▶ **What to produce**:
Reproduce all the data verbatim.

▶ **Stored data**:
Start of Block
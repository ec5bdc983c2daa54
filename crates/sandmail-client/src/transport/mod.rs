//! Server boundary.
//!
//! [`Transport`] is the seam between delivery logic and the network. The
//! production implementation is [`HttpTransport`]; tests use the simulated
//! server from the harness crate. Retry and circuit breaking belong behind
//! this trait, never in front of it.

mod http;

use async_trait::async_trait;
use bytes::Bytes;
use futures::stream::BoxStream;
pub use http::HttpTransport;
use sandmail_proto::{
    CreateInboxRequest, CreateInboxResponse, EmailId, EmailRecord, InboxHash, ServerInfo,
    SyncState,
};

use crate::error::TransportError;

/// Raw body of an open event stream.
pub type ByteStream = BoxStream<'static, Result<Bytes, TransportError>>;

/// Request/response primitives consumed by the SDK.
///
/// Every call either returns a decoded response or fails with a
/// [`TransportError`] after the implementation's resilience policy has been
/// applied.
#[async_trait]
pub trait Transport: Send + Sync + 'static {
    /// `GET /api/server-info`
    async fn server_info(&self) -> Result<ServerInfo, TransportError>;

    /// `GET /api/check-key`
    async fn check_key(&self) -> Result<bool, TransportError>;

    /// `POST /api/inboxes`
    async fn create_inbox(
        &self,
        request: &CreateInboxRequest,
    ) -> Result<CreateInboxResponse, TransportError>;

    /// `DELETE /api/inboxes/{inboxHash}`
    async fn delete_inbox(&self, inbox_hash: &InboxHash) -> Result<(), TransportError>;

    /// `GET /api/inboxes/{inboxHash}/sync`
    async fn sync_state(&self, inbox_hash: &InboxHash) -> Result<SyncState, TransportError>;

    /// `GET /api/inboxes/{inboxHash}/emails`
    async fn list_emails(&self, inbox_hash: &InboxHash)
    -> Result<Vec<EmailRecord>, TransportError>;

    /// `GET /api/inboxes/{inboxHash}/emails/{id}`
    async fn get_email(
        &self,
        inbox_hash: &InboxHash,
        email_id: &EmailId,
    ) -> Result<EmailRecord, TransportError>;

    /// `PATCH /api/inboxes/{inboxHash}/emails/{id}/read`
    async fn mark_read(
        &self,
        inbox_hash: &InboxHash,
        email_id: &EmailId,
    ) -> Result<(), TransportError>;

    /// `DELETE /api/inboxes/{inboxHash}/emails/{id}`
    async fn delete_email(
        &self,
        inbox_hash: &InboxHash,
        email_id: &EmailId,
    ) -> Result<(), TransportError>;

    /// `GET /api/events?inboxes=...`
    ///
    /// Resolves once the server accepted the stream. A non-success status
    /// is an error here, not an empty stream.
    async fn open_event_stream(&self, inboxes: &[InboxHash]) -> Result<ByteStream, TransportError>;
}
End of Block
▶ **Written reply**:
repository ec5bdc983c2daa54
filename crates/sandmail-client/src/transport/mod.rs
//! Server boundary.
//!
//! [`Transport`] is the seam between delivery logic and the network. The
//! production implementation is [`HttpTransport`]; tests use the simulated
//! server from the harness crate. Retry and circuit breaking belong behind
//! this trait, never in front of it.

mod http;

use async_trait::async_trait;
use bytes::Bytes;
use futures::stream::BoxStream;
pub use http::HttpTransport;
use sandmail_proto::{
    CreateInboxRequest, CreateInboxResponse, EmailId, EmailRecord, InboxHash, ServerInfo,
    SyncState,
};

use crate::error::TransportError;

/// Raw body of an open event stream.
pub type ByteStream = BoxStream<'static, Result<Bytes, TransportError>>;

/// Request/response primitives consumed by the SDK.
///
/// Every call either returns a decoded response or fails with a
/// [`TransportError`] after the implementation's resilience policy has been
/// applied.
#[async_trait]
pub trait Transport: Send + Sync + 'static {
    /// `GET /api/server-info`
    async fn server_info(&self) -> Result<ServerInfo, TransportError>;

    /// `GET /api/check-key`
    async fn check_key(&self) -> Result<bool, TransportError>;

    /// `POST /api/inboxes`
    async fn create_inbox(
        &self,
        request: &CreateInboxRequest,
    ) -> Result<CreateInboxResponse, TransportError>;

    /// `DELETE /api/inboxes/{inboxHash}`
    async fn delete_inbox(&self, inbox_hash: &InboxHash) -> Result<(), TransportError>;

    /// `GET /api/inboxes/{inboxHash}/sync`
    async fn sync_state(&self, inbox_hash: &InboxHash) -> Result<SyncState, TransportError>;

    /// `GET /api/inboxes/{inboxHash}/emails`
    async fn list_emails(&self, inbox_hash: &InboxHash)
    -> Result<Vec<EmailRecord>, TransportError>;

    /// `GET /api/inboxes/{inboxHash}/emails/{id}`
    async fn get_email(
        &self,
        inbox_hash: &InboxHash,
        email_id: &EmailId,
    ) -> Result<EmailRecord, TransportError>;

    /// `PATCH /api/inboxes/{inboxHash}/emails/{id}/read`
    async fn mark_read(
        &self,
        inbox_hash: &InboxHash,
        email_id: &EmailId,
    ) -> Result<(), TransportError>;

    /// `DELETE /api/inboxes/{inboxHash}/emails/{id}`
    async fn delete_email(
        &self,
        inbox_hash: &InboxHash,
        email_id: &EmailId,
    ) -> Result<(), TransportError>;

    /// `GET /api/events?inboxes=...`
    ///
    /// Resolves once the server accepted the stream. A non-success status
    /// is an error here, not an empty stream.
    async fn open_event_stream(&self, inboxes: &[InboxHash]) -> Result<ByteStream, TransportError>;
}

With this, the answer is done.